Published in Living Faith

Keywords: Islam, pig, Belloc, Chesterton, dietary restrictions


CORPUS CHRISTI, TX (Catholic Online) - Towards the end of his marvelous travelogue and curious recount of his pilgrimage to Rome entitled The Path to Rome, Hilaire Belloc wrote about a black-haired Italian peasant driving a two-wheeled cart, whom Belloc hailed while taking a break from his pilgrimage and eating some sausage and drinking seated on a small wall in the vicinity of Lake Bolsena. 

The peasant stopped beside Belloc, and Belloc resolved to take the cart, though it violated his vow never to take a wheeled thing on his pilgrimage to Rome (that is, if one followed the strict letter of the vow). 

The two had a grand old time.  The Italian sang songs in his Italian, and Belloc sang songs, I'm sure in both English and French, in return.  They did not understand each other he says, yet "there was wine in common between us, and salami and a merry heart," remembered Belloc.  He recalled it as "a good drive, an honest drive, a human aspiring drive, a drive of Christians, a glorifying and uplifted drive, a drive worthy of remembrance for ever."

We might be sure that part of the marvel of this part of Belloc's journey was due to the Catholic faith which bound the two travelers, but also that part of the mystique might be attributed to the wine and the salami shared between the simple Italian peasant and the educated Balliol man. 

Belloc gave, in fact, a theological justification for it: "And what is more," Belloc observes, "by drinking wine and eating pig we proved ourselves no Mohammedans; and on such as he is sure of, St. Peter looks with a kindly eye."

Drinking wine and eating salami were symbols of the reality which lies behind the Catholic Christian creed so perfectly put by St. Paul in his letter to the Galatians:  "It is for freedom that Christ has set us free."  We are free of the impediments of dietary restrictions so as to be free for the greater things.
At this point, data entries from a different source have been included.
use criterion::{criterion_group, criterion_main, BenchmarkId, Criterion};
use iosplint::core::CancellationToken;
use iosplint::testkit::sketch::*;
use iosplint::IospAnalyzer;
use std::hint::black_box;

/// File with `methods` methods, every third one mixing integration with
/// operation, each body nested a few levels deep
fn create_test_file(methods: usize) -> FileSketch {
    let mut file = FileSketch::new("Bench.cs");
    for i in 0..methods {
        let inner = [
            call(&format!("Step{i}(x + 1)"))
                .user()
                .arg(binary(ident("x"), "+", literal("1"))),
            call("Console.WriteLine(x)").external("System", "Console"),
            call("logger.LogDebug(x)").external("Microsoft.Extensions.Logging", "LoggerExtensions"),
        ];
        let body = match i % 3 {
            0 => vec![
                local("var x = Load();", call("Load()").user()),
                foreach(ident("items"), [if_(expr("x > 0"), inner)]),
            ],
            1 => vec![
                call("Load()").user(),
                call("Save()").user(),
                try_catch([call("Retry()").user()], [call("Report()").user()]),
            ],
            _ => vec![
                for_(
                    local("var i = 0", literal("0")),
                    expr("i < n"),
                    literal("i++"),
                    [local("var y = i * 2;", expr("i * 2"))],
                ),
                call("Math.Max(a, b)").external("System", "Math"),
            ],
        };
        file = file.method(method(&format!("Method{i}"), body));
    }
    file
}

fn benchmark_analyze_file(c: &mut Criterion) {
    let mut group = c.benchmark_group("analyze_file");

    for size in [10, 100, 1000].iter() {
        let unit = create_test_file(*size).unit();
        let cancel = CancellationToken::new();

        group.bench_with_input(BenchmarkId::new("sequential", size), &unit, |b, unit| {
            let analyzer = IospAnalyzer::new().with_parallel(false);
            b.iter(|| black_box(analyzer.analyze_file(&unit.file, &unit.resolver, &cancel)));
        });

        group.bench_with_input(BenchmarkId::new("parallel", size), &unit, |b, unit| {
            let analyzer = IospAnalyzer::new().with_parallel(true);
            b.iter(|| black_box(analyzer.analyze_file(&unit.file, &unit.resolver, &cancel)));
        });
    }

    group.finish();
}

criterion_group!(benches, benchmark_analyze_file);
criterion_main!(benches);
It is part of what makes a Catholic culture a Catholic culture.  The Ayatollah Khomeni is reputed to have said during a radio show: "Allah did not create man so that he could have fun. . . . There are no jokes in Islam. There is no humor in Islam. There is no fun in Islam. There can be no fun and joy in whatever is serious."  I am convinced that the Ayatollah says this because he thinks that God forbids him wine and bacon.

Ayatollah Khomeni's view of life is an incomprehensible sentiment to the Catholic, in particular one as ebullient and full of the joie de vivre as Belloc, who sees the world and all that is in it (except the sin)--in the main, with all its flaws, and despite the suffering--as good and worthy of celebration!  As he wrote in some doggerel:

Wherever the Catholic sun doth shine,
There's always laughter and good red wine. 
At least I've always found it so. 

Benedicamus Domino!

Belloc could also have added something about salami, and, with his leave, I'll amend his doggerel to add it:

Wherever the Catholic sun doth shine,
There's always salami and wine,
At least I've always found it so. 
Benedicamus Domino!


The French have a saying--of which, I'm sure Belloc was not unaware and would totally agreed, inasmuch as he loved bacon as well as his salami--Tout est bon dans le cochon Everything is good about the pig.  This is a Catholic truth, because the Catholic knows that God made the pig, and all things that God has made are good.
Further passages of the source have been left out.